This is just one of the great views of Folkestone from the cliffs near Capel on one of my recent training walks. My training is all focused on a personal pilgrimage (or Camino) from Astorga to Santiago de Compostela, that I am due to start on 31st March and complete on 12 April. The problem is that, even today with less than two weeks to go, the UK government still has no idea whether or not Brexit will be happening on 29th March, and if it is happening, how orderly or otherwise it will be.

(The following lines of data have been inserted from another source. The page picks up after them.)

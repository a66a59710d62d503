// quinta_server/src/web/handlers/user_handlers.rs

use actix_web::{web, HttpResponse};
use quinta::models::{Permission, UserDraft, UserPatch, UserProfile};
use quinta::Removal;
use serde_json::json;
use tracing::{info, instrument};

use crate::errors::AppError;
use crate::state::AppState;
use crate::web::extractors::{ActingUser, ConfirmQuery};

#[instrument(name = "handler::list_users", skip(app_state), fields(user_id = acting.user_id))]
pub async fn list_users_handler(
  app_state: web::Data<AppState>,
  acting: ActingUser,
) -> Result<HttpResponse, AppError> {
  acting.require(&app_state, Permission::Rh)?;
  let users: Vec<UserProfile> = app_state
    .storefront
    .read()
    .state()
    .users
    .users()
    .iter()
    .map(|u| u.profile())
    .collect();
  Ok(HttpResponse::Ok().json(json!({ "users": users })))
}

#[instrument(name = "handler::create_user", skip(app_state, payload), fields(user_id = acting.user_id, username = %payload.username))]
pub async fn create_user_handler(
  app_state: web::Data<AppState>,
  acting: ActingUser,
  payload: web::Json<UserDraft>,
) -> Result<HttpResponse, AppError> {
  acting.require(&app_state, Permission::Rh)?;
  let user = app_state.storefront.write().create_user(payload.into_inner())?;
  info!(new_user_id = user.id, "System user created.");
  Ok(HttpResponse::Created().json(json!({ "message": "User created.", "user": user.profile() })))
}

#[instrument(name = "handler::update_user", skip(app_state, path, payload), fields(user_id = acting.user_id))]
pub async fn update_user_handler(
  app_state: web::Data<AppState>,
  acting: ActingUser,
  path: web::Path<u64>,
  payload: web::Json<UserPatch>,
) -> Result<HttpResponse, AppError> {
  acting.require(&app_state, Permission::Rh)?;
  let user = app_state
    .storefront
    .write()
    .update_user(path.into_inner(), payload.into_inner())?;
  Ok(HttpResponse::Ok().json(json!({ "message": "User updated.", "user": user.profile() })))
}

#[instrument(name = "handler::delete_user", skip(app_state, path, query), fields(user_id = acting.user_id))]
pub async fn delete_user_handler(
  app_state: web::Data<AppState>,
  acting: ActingUser,
  path: web::Path<u64>,
  query: web::Query<ConfirmQuery>,
) -> Result<HttpResponse, AppError> {
  acting.require(&app_state, Permission::Rh)?;
  let target = path.into_inner();
  let outcome = app_state
    .storefront
    .write()
    .delete_user(target, acting.user_id, &query.confirm)?;
  match outcome {
    Removal::Removed(user) => Ok(HttpResponse::Ok().json(json!({ "message": "User deleted.", "user": user.profile() }))),
    Removal::Missing => Err(AppError::NotFound(format!("User {} not found.", target))),
    Removal::Declined => Err(AppError::Declined(format!("Deleting user {} requires ?confirm=true.", target))),
  }
}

Tempting as it is to blame the government, or Parliament, or particular public figures arguing vehemently for one point of view or the other, the truth seems to me that democracy in any form can only work when the people, as a whole, arable to live with a shared view of what they can all tolerate, and with Brexit, that seems not to be the case. The country as a whole is roughly evenly divided as to whether or not we are better off socially and economically as members of the EU, or as an independent nation state. And if the people do not know what they want, then how can the Government, or Parliament, or anyone else deliver it for them?
Against this massive problem, the timing of my own long walk seems simple – and I have resolved it by booking a flight to Madrid for 28th March and then taking a bus to Astorga from Madrid on 30th ready to start walking on 31st. That seems to me to be the lowest risk strategy in the face of the continuing uncertainty.